悪臭と戦いながら、どこまで進んだだろう。不意に、視界が開けた。
「これは…」
そこには、神樹を思わせるほどの巨木が鎮座していたのだ。それを称えるように、周囲の植物は一定の距離をとって自生しているように見える。
巨木は見上げるのが困難なほどの規模で、どこかサリーの故郷を思わせた。さすがにあれほどの(雲を突き抜けるほど)巨大さではないが、ここが森の中核で間違いなさそうだ。だが、巨木からは生命力が感じられない。木の根から葉に至るにつれて、浅黒く変色している。
まるで死を思わせるような、黒だ。
カルミアが「サトル、あれ」と指した先には、巨木が実らせた果実のようなものが、かろうじて見える。

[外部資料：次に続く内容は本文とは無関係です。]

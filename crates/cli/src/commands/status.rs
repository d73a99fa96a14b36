use crate::error::Result;
use crate::{ServiceArgs, platform};

use warden_admin::RegistryAdmin;

pub fn status(service: &ServiceArgs) -> Result<()> {
    let identity = service.identity()?;

    let snapshot = RegistryAdmin::new(platform::registry()).status(&identity)?;

    println!("{}: {}", identity.name(), snapshot.state);
    if snapshot.state.is_transitional() {
        println!("  checkpoint: {}", snapshot.checkpoint);
        println!("  wait hint:  {:?}", snapshot.wait_hint);
    }
    if snapshot.exit_code != 0 {
        println!("  exit code:  {}", snapshot.exit_code);
    }

    Ok(())
}
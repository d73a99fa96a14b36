use std::sync::Arc;

/// A control request delivered by the service manager.
#[derive(Clone, Copy, Debug, Eq, PartialEq)]
pub enum ControlRequest {
    /// Ask the service to stop.
    Stop,

    /// Ask the service to report its current status.
    Interrogate,

    /// Any other host-specific control code.
    Other(u32),
}

/// What the handler tells the host about a control request.
#[derive(Clone, Copy, Debug, Eq, PartialEq)]
pub enum HandlerOutcome {
    /// The request was handled.
    Handled,

    /// The request is not supported in the current state.
    NotImplemented,
}

/// Callback invoked by the host, on the host's own thread, for every control
/// request addressed to the service.
///
/// Must return promptly.
pub type ControlHandler = Arc<dyn Fn(ControlRequest) -> HandlerOutcome + Send + Sync>;
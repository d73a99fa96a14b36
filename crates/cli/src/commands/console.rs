use crate::console::ConsoleHost;
use crate::error::{Error, Result};
use crate::ServiceArgs;

use std::sync::Arc;

use tracing::info;
use warden_service::{EventReporter, IdleWork, LifecycleCoordinator, Outcome};

pub async fn console(service: &ServiceArgs) -> Result<()> {
    let options = service.options()?;
    let events = EventReporter::new(Arc::new(ConsoleHost), options.identity.name());
    let work = IdleWork::new(options.poll_interval);

    info!("running in the foreground, press Ctrl-C to stop");

    match LifecycleCoordinator::new(options, events, work)
        .run(&ConsoleHost)
        .await?
    {
        Outcome::Stopped { iterations } => {
            info!(iterations, "service stopped");
            Ok(())
        }
        Outcome::InitFailed => Err(Error::InitFailed),
        Outcome::RegistrationFailed => Err(Error::RegistrationFailed),
    }
}
use std::fmt;
use std::str::FromStr;

use crate::{ControlRequest, Error, Result, ServiceIdentity, StatusSnapshot};

/// When the service manager starts the service.
#[derive(Clone, Copy, Debug, Default, Eq, PartialEq)]
pub enum StartType {
    /// Started automatically at boot.
    #[default]
    Auto,

    /// Started only on request.
    Demand,

    /// Cannot be started.
    Disabled,
}

impl FromStr for StartType {
    type Err = Error;

    fn from_str(s: &str) -> Result<Self> {
        match s {
            "auto" => Ok(Self::Auto),
            "demand" | "manual" => Ok(Self::Demand),
            "disabled" => Ok(Self::Disabled),
            other => Err(Error::InvalidStartType(other.to_string())),
        }
    }
}

impl fmt::Display for StartType {
    fn fmt(&self, f: &mut fmt::Formatter<'_>) -> fmt::Result {
        let s = match self {
            Self::Auto => "auto",
            Self::Demand => "demand",
            Self::Disabled => "disabled",
        };

        f.write_str(s)
    }
}

/// Entry point to the host's service registry.
pub trait ServiceRegistry {
    /// Handle to an opened registry.
    type Manager: RegistryManager;

    /// Open the registry with administrative rights.
    ///
    /// # Errors
    ///
    /// Returns an error if the registry cannot be opened.
    fn open_manager(&self) -> Result<Self::Manager>;
}

/// An opened service registry. Closed when dropped.
pub trait RegistryManager {
    /// Handle to a single registry entry.
    type Entry: RegistryEntry;

    /// Create a new entry for `identity`.
    ///
    /// A failed creation leaves nothing behind.
    ///
    /// # Errors
    ///
    /// Returns [`Error::AlreadyExists`] if the name is taken, or another error if
    /// the entry could not be created.
    fn create_entry(&self, identity: &ServiceIdentity, start_type: StartType)
    -> Result<Self::Entry>;

    /// Open an existing entry.
    ///
    /// # Errors
    ///
    /// Returns [`Error::NotFound`] if no entry has this name.
    fn open_entry(&self, name: &str) -> Result<Self::Entry>;
}

/// An opened registry entry. Closed when dropped.
pub trait RegistryEntry {
    /// Name of the entry.
    fn name(&self) -> &str;

    /// Ask the service manager to launch the service.
    ///
    /// # Errors
    ///
    /// Returns an error if the manager refuses to start it.
    fn start(&self, args: &[String]) -> Result<()>;

    /// Deliver a control request to the running service.
    ///
    /// # Errors
    ///
    /// Returns [`Error::NotActive`] if the service is not running.
    fn send_control(&self, request: ControlRequest) -> Result<StatusSnapshot>;

    /// Read the service's current status.
    ///
    /// # Errors
    ///
    /// Returns an error if the status cannot be queried.
    fn query_status(&self) -> Result<StatusSnapshot>;

    /// Remove the entry from the registry.
    ///
    /// # Errors
    ///
    /// Returns an error if the entry could not be removed.
    fn delete(self) -> Result<()>
    where
        Self: Sized;
}

#[cfg(test)]
mod tests {
    use super::*;

    #[test]
    fn test_start_type_parses_aliases() {
        assert_eq!("auto".parse::<StartType>().unwrap(), StartType::Auto);
        assert_eq!("manual".parse::<StartType>().unwrap(), StartType::Demand);
        assert_eq!("disabled".parse::<StartType>().unwrap(), StartType::Disabled);
        assert!("boot".parse::<StartType>().is_err());
    }
}
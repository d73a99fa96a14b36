use crate::error::{Error, Result};
use crate::{ServiceArgs, platform};

use std::sync::Arc;

use parking_lot::Mutex;
use tokio::runtime::Runtime;
use tracing::debug;
use warden_host::ServiceDispatcher;
use warden_service::{EventReporter, IdleWork, LifecycleCoordinator, Outcome};

/// Hand the process to the service manager and run the lifecycle when it
/// calls back.
pub fn service(service: &ServiceArgs, runtime: &Runtime) -> Result<()> {
    let options = service.options()?;
    let name = options.identity.name().to_string();

    let log = platform::event_log(&name).map_err(|e| Error::EventSource(name.clone(), e))?;
    let events = EventReporter::new(log, name.as_str());

    let host = platform::host();
    let handle = runtime.handle().clone();
    let outcome = Arc::new(Mutex::new(None));

    let slot = Arc::clone(&outcome);
    host.dispatch_main(
        &name,
        Box::new(move |args| {
            debug!(?args, "service main entered");

            let work = IdleWork::new(options.poll_interval);
            let result = handle.block_on(LifecycleCoordinator::new(options, events, work).run(&host));

            *slot.lock() = Some(result);
        }),
    )?;

    let result = outcome.lock().take();
    match result {
        Some(Ok(Outcome::Stopped { iterations })) => {
            debug!(iterations, "service exited");
            Ok(())
        }
        Some(Ok(Outcome::InitFailed)) => Err(Error::InitFailed),
        Some(Ok(Outcome::RegistrationFailed)) => Err(Error::RegistrationFailed),
        Some(Err(e)) => Err(e.into()),
        None => Ok(()),
    }
}
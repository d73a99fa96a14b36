use std::path::{Path, PathBuf};

use crate::{Error, Result};

/// Maximum length of a service name, in UTF-16 code units.
pub const MAX_SERVICE_NAME_LEN: usize = 256;

/// Identity under which the service is registered and dispatched.
///
/// Fixed for the lifetime of the process.
#[derive(Clone, Debug, Eq, PartialEq)]
pub struct ServiceIdentity {
    name: String,
    display_name: String,
    executable_path: PathBuf,
}

impl ServiceIdentity {
    /// Create a validated identity.
    ///
    /// # Errors
    ///
    /// Returns [`Error::InvalidIdentity`] if the name is empty, longer than
    /// [`MAX_SERVICE_NAME_LEN`] code units or contains a path separator, or if the
    /// executable path is not absolute.
    pub fn new(
        name: impl Into<String>,
        display_name: impl Into<String>,
        executable_path: impl Into<PathBuf>,
    ) -> Result<Self> {
        let name = name.into();
        let display_name = display_name.into();
        let executable_path = executable_path.into();

        if name.is_empty() {
            return Err(Error::InvalidIdentity("service name is empty".to_string()));
        }

        if name.encode_utf16().count() > MAX_SERVICE_NAME_LEN {
            return Err(Error::InvalidIdentity(format!(
                "service name exceeds {MAX_SERVICE_NAME_LEN} characters"
            )));
        }

        if name.contains(['/', '\\']) {
            return Err(Error::InvalidIdentity(format!(
                "service name `{name}` contains a path separator"
            )));
        }

        if !executable_path.is_absolute() {
            return Err(Error::InvalidIdentity(format!(
                "executable path {executable_path:?} is not absolute"
            )));
        }

        let display_name = if display_name.is_empty() {
            name.clone()
        } else {
            display_name
        };

        Ok(Self {
            name,
            display_name,
            executable_path,
        })
    }

    /// Key used by both the registry and the control channel.
    #[must_use]
    pub fn name(&self) -> &str {
        &self.name
    }

    /// Human readable name shown by the service manager.
    #[must_use]
    pub fn display_name(&self) -> &str {
        &self.display_name
    }

    /// Binary the service manager launches.
    #[must_use]
    pub fn executable_path(&self) -> &Path {
        &self.executable_path
    }
}
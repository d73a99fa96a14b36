use crate::error::Result;
use crate::{ServiceArgs, StartArgs, platform};

use warden_admin::RegistryAdmin;

pub fn start(service: &ServiceArgs, args: &StartArgs) -> Result<()> {
    let identity = service.identity()?;

    RegistryAdmin::new(platform::registry()).start(&identity, &args.args)?;

    println!("Service start requested.");

    Ok(())
}
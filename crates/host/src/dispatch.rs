use crate::{ControlHandler, Result, StatusReport};

/// Service body handed to the dispatcher. Receives the arguments the
/// manager started the service with.
pub type ServiceMain = Box<dyn FnOnce(Vec<String>) + Send + 'static>;

/// Hands control of the process to the service manager.
pub trait ServiceDispatcher {
    /// Connect to the service manager and run `entry` once it asks the
    /// service to start. Blocks until the service has stopped.
    ///
    /// # Errors
    ///
    /// Returns [`crate::Error::NotUnderManager`] if the process was not
    /// launched by the service manager.
    fn dispatch_main(&self, name: &str, entry: ServiceMain) -> Result<()>;
}

/// Registers the control handler for a dispatched service.
pub trait ControlRegistrar: Send + Sync {
    /// Register `handler` for the service `name` and obtain the handle used
    /// to publish status reports.
    ///
    /// # Errors
    ///
    /// Returns [`crate::Error::RegistrationFailed`] if the manager rejects the
    /// registration.
    fn register_control_handler(
        &self,
        name: &str,
        handler: ControlHandler,
    ) -> Result<Box<dyn StatusHandle>>;
}

/// Channel through which status reports reach the service manager.
pub trait StatusHandle: Send + Sync {
    /// Publish `report`. Visible to the manager once this returns.
    ///
    /// # Errors
    ///
    /// Returns an error if the manager rejects the report.
    fn set_status(&self, report: &StatusReport) -> Result<()>;
}
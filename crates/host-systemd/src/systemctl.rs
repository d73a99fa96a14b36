use std::process::{Command, ExitStatus};

use systemctl::{ActiveState, ServiceProperty, SystemCtl};
use warden_host::{Error, Result};

pub fn start(unit: &str) -> Result<()> {
    let status = SystemCtl::default()
        .start(unit)
        .map_err(|e| Error::Io("failed to run systemctl start", e))?;

    check("systemctl start", status)
}

pub fn stop(unit: &str) -> Result<()> {
    let status = SystemCtl::default()
        .stop(unit)
        .map_err(|e| Error::Io("failed to run systemctl stop", e))?;

    check("systemctl stop", status)
}

pub fn daemon_reload() -> Result<()> {
    let status = SystemCtl::default()
        .daemon_reload()
        .map_err(|e| Error::Io("failed to run systemctl daemon-reload", e))?;

    check("systemctl daemon-reload", status)
}

pub fn enable(unit: &str) -> Result<()> {
    let status = SystemCtl::default()
        .enable(unit)
        .map_err(|e| Error::Io("failed to run systemctl enable", e))?;

    check("systemctl enable", status)
}

pub fn disable(unit: &str) -> Result<()> {
    let status = SystemCtl::default()
        .disable(unit)
        .map_err(|e| Error::Io("failed to run systemctl disable", e))?;

    check("systemctl disable", status)
}

pub fn active_state(unit: &str) -> Result<ActiveState> {
    SystemCtl::default()
        .get_active_state(unit)
        .map_err(|e| Error::Io("failed to query unit state", e))
}

pub fn exec_main_status(unit: &str) -> Result<Option<String>> {
    SystemCtl::default()
        .show(ServiceProperty::ExecMainStatus, unit)
        .map_err(|e| Error::Io("failed to query unit exit status", e))
}

// The systemctl crate has no `kill` verb.
pub fn signal_main(unit: &str, signal: &str) -> Result<()> {
    let status = Command::new("systemctl")
        .args(["kill", "--kill-whom=main", &format!("--signal={signal}"), unit])
        .status()
        .map_err(|e| Error::Io("failed to run systemctl kill", e))?;

    check("systemctl kill", status)
}

fn check(what: &'static str, status: ExitStatus) -> Result<()> {
    if !status.success() {
        return Err(Error::NonZeroExit(what, status));
    }

    Ok(())
}
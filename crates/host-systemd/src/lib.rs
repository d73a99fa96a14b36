//! systemd backend: unit files and `systemctl` for the registry, the
//! `sd_notify` protocol for status, signals for control requests and
//! priority-prefixed stderr for the journal.
#![cfg(target_os = "linux")]
#![warn(missing_docs)]
#![warn(clippy::all)]
#![warn(clippy::pedantic)]
#![warn(clippy::nursery)]

mod dispatch;
mod journal;
mod notify;
mod registry;
mod systemctl;
mod unit;

pub use dispatch::{NOT_UNDER_MANAGER_CODE, SystemdHost};
pub use journal::JournalEventLog;
pub use notify::NotifySocket;
pub use registry::{DEFAULT_UNIT_DIR, SystemdEntry, SystemdManager, SystemdRegistry};
use std::env;
use std::thread;

use signal_hook::consts::{SIGINT, SIGTERM, SIGUSR1};
use signal_hook::iterator::{Handle, Signals};
use tracing::{debug, error, warn};
use warden_host::{
    ControlHandler, ControlRegistrar, ControlRequest, Error, HandlerOutcome, Result,
    ServiceDispatcher, ServiceMain, StatusHandle, StatusReport,
};

use crate::notify::{self, NotifySocket};

/// Exit code when the process was not launched by systemd.
pub const NOT_UNDER_MANAGER_CODE: i32 = 1;

/// Resident side of the systemd backend.
///
/// Control requests arrive as signals: `SIGTERM` and `SIGINT` request a stop,
/// `SIGUSR1` requests an interrogate. Status reports go out over `sd_notify`.
#[derive(Clone, Copy, Debug, Default)]
pub struct SystemdHost;

impl ServiceDispatcher for SystemdHost {
    fn dispatch_main(&self, name: &str, entry: ServiceMain) -> Result<()> {
        if env::var_os("NOTIFY_SOCKET").is_none() && env::var_os("INVOCATION_ID").is_none() {
            return Err(Error::NotUnderManager(NOT_UNDER_MANAGER_CODE));
        }

        let args = vec![name.to_string()];

        thread::Builder::new()
            .name(name.to_string())
            .spawn(move || entry(args))
            .map_err(|e| Error::Io("failed to spawn service thread", e))?
            .join()
            .map_err(|_| Error::RegistrationFailed(name.to_string()))
    }
}

impl ControlRegistrar for SystemdHost {
    fn register_control_handler(
        &self,
        name: &str,
        handler: ControlHandler,
    ) -> Result<Box<dyn StatusHandle>> {
        let notify = NotifySocket::from_env().map_err(|e| {
            error!("invalid NOTIFY_SOCKET: {e}");
            Error::RegistrationFailed(name.to_string())
        })?;

        let mut signals = Signals::new([SIGTERM, SIGINT, SIGUSR1]).map_err(|e| {
            error!("failed to install signal handlers: {e}");
            Error::RegistrationFailed(name.to_string())
        })?;
        let signals_handle = signals.handle();

        let service = name.to_string();
        thread::Builder::new()
            .name(format!("{name}-control"))
            .spawn(move || {
                for signal in signals.forever() {
                    let request = control_request(signal);
                    if handler(request) == HandlerOutcome::NotImplemented {
                        warn!("{service} ignored {request:?} (signal {signal})");
                    }
                }
            })
            .map_err(|e| Error::Io("failed to spawn control thread", e))?;

        Ok(Box::new(NotifyStatusHandle {
            notify,
            signals: signals_handle,
        }))
    }
}

fn control_request(signal: i32) -> ControlRequest {
    match signal {
        SIGTERM | SIGINT => ControlRequest::Stop,
        SIGUSR1 => ControlRequest::Interrogate,
        other => ControlRequest::Other(u32::try_from(other).unwrap_or_default()),
    }
}

struct NotifyStatusHandle {
    notify: Option<NotifySocket>,
    signals: Handle,
}

impl StatusHandle for NotifyStatusHandle {
    fn set_status(&self, report: &StatusReport) -> Result<()> {
        let message = notify::message(report);

        let Some(socket) = &self.notify else {
            debug!("no NOTIFY_SOCKET, dropping status: {message:?}");
            return Ok(());
        };

        socket
            .notify(&message)
            .map_err(|e| Error::Io("failed to notify systemd", e))
    }
}

impl Drop for NotifyStatusHandle {
    fn drop(&mut self) {
        self.signals.close();
    }
}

それが果実であれば、どれほど良かったか。目を凝らし、焦点が合った瞬間に肌で感じ取った。それが悪しき物質であることは明確だった。
「この感じ…この悪意…間違いない。デオスフィアだ……」
森の主とも思える巨木へ無数に宿っていたのは、漆黒の実。遠くからでも感じ取れるほどに悪意を振りまき塗り固めたかのような、見ているだけで肌の逆立つおぞましき物質だった。
見間違えるはずがない。物質の形状は大きな木の実だが、物質の本質はデオスフィアか、それに準じる何かで間違いない。
「あの大木からデオスフィアと同質のものが実っている…だと?」
アイリスが不可解なものを見る目で巨木を睨みつけ、得物に手をやる。その時―
「サトルさま…お待ちしておりました」
風が止まった。森全体が静まり返る。そして、どこからともなく、あの声が響いた。
ドライアド。その声は、以前よりも力強く、そしてどこか悲しげに響いた。